Speak Up For Clean Air: EPA Ozone Comment Period Ends March 17

Texans – and neighbors from the region – gathered in Arlington last Thursday for EPA hearings on proposed new ozone standards.

Follow this link where you can make your voice heard at the EPA: bit.ly/EPA_Ozone_Comment

Sarah Sharif's blog on this site last week "Tell The EPA You Want Strong Smog Protections" provides all the details on the EPA's proposals and it's impact on health. The hearings took place – and with Sarah's and Sierra Club's statewide organizing – the testimony was clear. Today's ozone standard of 75 parts per billion (ppb) is inadequate to safeguard public health. The EPA is evaluating new standards over a range of 70 down to 60 ppb.

Citizens, scientists, medical professionals all spoke up – both in testimony to the EPA and at a Press Conference during the event.

Speaking at the press conference are:

Dr. Susan Pacheco, University of Texas Health Science Center at Houston, Pediatric Allergy and Immunology, Houston, Texas

Dr. John H. Kissel, Internal Medicine, St. Louis, Missouri

Dr. Robert Haley, Dallas County Medical Society

and

Wendy Bredhold, Moms Clean Air Force

 

Here's the video, just click on it for highlights of the press conference.

 

 

The hearings lasted all day with each industry apologist sandwiched between fifteen or twenty citizens talking about how air pollution and ozone effects their lives. In one dramatic moment, after the Baton Rouge Chamber of Commerce (left) spoke about NOT strengthening smog standards because businesses won't move there, this brave woman spoke about the costs of her oxygen and medicines due to asthma. (Click the photo for video testimony.)

"When you cant breathe, nothing else matters"

As the testimony continued, the EPA heard from medical experts and asthma sufferers requesting the standard be set at the 60 parts per billion level.

Mothers testified on behalf of their children about the risk they face going outside.

And Kamene Dornubari-Ogidi testified powerfully about the impact of asthma on her life – she was diagnosed with asthma while living in Dallas at age 11. She talked about how this condition – amplified by polluted air, ozone and smog – is a violation of her person and imposes hardships on her by the fossil fuel industries in pursuit of profit.

Researchers showed a chart of maximum ozone levels enacted by many developed and developing countries around the world. Clearly the U.S. is lagging on this key measure of healthy air.

At the end of the day, it's up to us to fight for clean air.

Please join your fellow Texans and speak up for clean air for you and the future generations. Kids need clean air to grow up healthy and to grow up outdoors.

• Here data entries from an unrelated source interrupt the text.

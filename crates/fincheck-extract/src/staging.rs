use std::io::Write;
use std::path::{Path, PathBuf};

use tempfile::NamedTempFile;

use crate::ExtractError;

/// An uploaded file written to temporary storage.
///
/// The file name is generated per upload, so concurrent uploads that share an
/// original filename never touch the same path. The file is deleted when this
/// value is dropped.
#[derive(Debug)]
pub struct StagedUpload {
    file: NamedTempFile,
    original_name: String,
}

impl StagedUpload {
    /// Write `bytes` to a fresh file under `dir`.
    ///
    /// The generated name keeps the extension of `original_name` (if any) so
    /// the file is recognisable on disk while it exists.
    ///
    /// # Errors
    ///
    /// Returns [`ExtractError::Io`] if the file cannot be created or written.
    pub fn stage(dir: &Path, original_name: &str, bytes: &[u8]) -> Result<Self, ExtractError> {
        let suffix = extension_of(original_name)
            .map(|ext| format!(".{ext}"))
            .unwrap_or_default();

        let mut file = tempfile::Builder::new()
            .prefix("upload-")
            .suffix(&suffix)
            .tempfile_in(dir)?;
        file.write_all(bytes)?;
        file.flush()?;

        tracing::debug!(
            original_name,
            path = %file.path().display(),
            bytes = bytes.len(),
            "upload staged"
        );

        Ok(Self {
            file,
            original_name: original_name.to_owned(),
        })
    }

    #[must_use]
    pub fn path(&self) -> &Path {
        self.file.path()
    }

    #[must_use]
    pub fn path_buf(&self) -> PathBuf {
        self.file.path().to_path_buf()
    }

    #[must_use]
    pub fn original_name(&self) -> &str {
        &self.original_name
    }
}

/// Extension sniffing only: `true` when the filename ends in `.pdf`
/// (case-insensitive).
#[must_use]
pub fn has_pdf_extension(filename: &str) -> bool {
    extension_of(filename).is_some_and(|ext| ext.eq_ignore_ascii_case("pdf"))
}

fn extension_of(filename: &str) -> Option<&str> {
    Path::new(filename)
        .extension()
        .and_then(|ext| ext.to_str())
        .filter(|ext| !ext.is_empty() && ext.chars().all(|c| c.is_ascii_alphanumeric()))
}
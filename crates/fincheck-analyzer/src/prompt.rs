/// Build the analyst prompt for a document's extracted text.
///
/// The text is embedded verbatim after the `Content:` marker.
#[must_use]
pub fn build_prompt(text: &str) -> String {
    format!(
        "You are a financial analyst. Analyze this content and respond with only a JSON object \
         using exactly these keys:\n\
         {{\n\
         \"Company Name\": \"...\",\n\
         \"Description\": \"...\",\n\
         \"Verdict\": \"Positive or Negative\",\n\
         \"Date\": \"YYYY-MM-DD\"\n\
         }}\n\
         Content:\n\
         {text}\n"
    )
}
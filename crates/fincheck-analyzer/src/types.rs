//! Wire types for the Gemini `generateContent` endpoint.

use serde::{Deserialize, Serialize};

#[derive(Debug, Serialize)]
pub(crate) struct GenerateContentRequest<'a> {
    pub contents: Vec<RequestContent<'a>>,
}

#[derive(Debug, Serialize)]
pub(crate) struct RequestContent<'a> {
    pub parts: Vec<RequestPart<'a>>,
}

#[derive(Debug, Serialize)]
pub(crate) struct RequestPart<'a> {
    pub text: &'a str,
}

impl<'a> GenerateContentRequest<'a> {
    pub(crate) fn from_prompt(prompt: &'a str) -> Self {
        Self {
            contents: vec![RequestContent {
                parts: vec![RequestPart { text: prompt }],
            }],
        }
    }
}

#[derive(Debug, Deserialize)]
#[serde(rename_all = "camelCase")]
pub(crate) struct GenerateContentResponse {
    #[serde(default)]
    pub candidates: Vec<Candidate>,
    pub prompt_feedback: Option<PromptFeedback>,
}

#[derive(Debug, Deserialize)]
#[serde(rename_all = "camelCase")]
pub(crate) struct Candidate {
    pub content: Option<CandidateContent>,
    pub finish_reason: Option<String>,
}

#[derive(Debug, Deserialize)]
pub(crate) struct CandidateContent {
    #[serde(default)]
    pub parts: Vec<ResponsePart>,
}

#[derive(Debug, Deserialize)]
pub(crate) struct ResponsePart {
    pub text: Option<String>,
}

#[derive(Debug, Deserialize)]
#[serde(rename_all = "camelCase")]
pub(crate) struct PromptFeedback {
    pub block_reason: Option<String>,
}

/// Error envelope the API returns with non-2xx statuses.
#[derive(Debug, Deserialize)]
pub(crate) struct ApiErrorEnvelope {
    pub error: ApiErrorBody,
}

#[derive(Debug, Deserialize)]
pub(crate) struct ApiErrorBody {
    pub message: String,
}

impl GenerateContentResponse {
    /// Concatenated text of the first candidate's parts, if there is any.
    pub(crate) fn text(&self) -> Option<String> {
        let candidate = self.candidates.first()?;
        let text: String = candidate
            .content
            .as_ref()?
            .parts
            .iter()
            .filter_map(|p| p.text.as_deref())
            .collect();
        (!text.is_empty()).then_some(text)
    }

    /// Why no text came back, for the error message.
    pub(crate) fn empty_reason(&self) -> String {
        if let Some(reason) = self
            .prompt_feedback
            .as_ref()
            .and_then(|f| f.block_reason.as_deref())
        {
            return format!("prompt blocked ({reason})");
        }
        match self.candidates.first() {
            None => "no candidates".to_string(),
            Some(c) => match c.finish_reason.as_deref() {
                Some(reason) => format!("empty candidate (finish reason {reason})"),
                None => "empty candidate".to_string(),
            },
        }
    }
}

Reggie James, Director of Lonestar Sierra Club made that point forcefully. Our children, he said, face a double threat. Many are obese because of our unhealthy diet and many stay indoors because of unhealthy air.

"It's kind of a catch-22. We don't want them to go outside, we don't want them to stay inside."

The very best alternative we can offer them is to get outdoors and get some exercise. We ask the EPA to lower ozone standards to 60 ppb to make that possible.

Here's your opportunity to make a difference.

Post your comments for tougher clean air standards on line at the EPA's website. You can offer your personal story on why it matters. How does ozone and smog affect your life or someone you love? How does it affect your friends, co-workers, patients? Here is a quick link to the EPA comment page:

http://bit.ly/EPA_Ozone_Comment

Don't put it off, the deadline is March 17.

The EPA needs to know it is important enough to push back against the power of fossil fuels to clean the air that you breathe.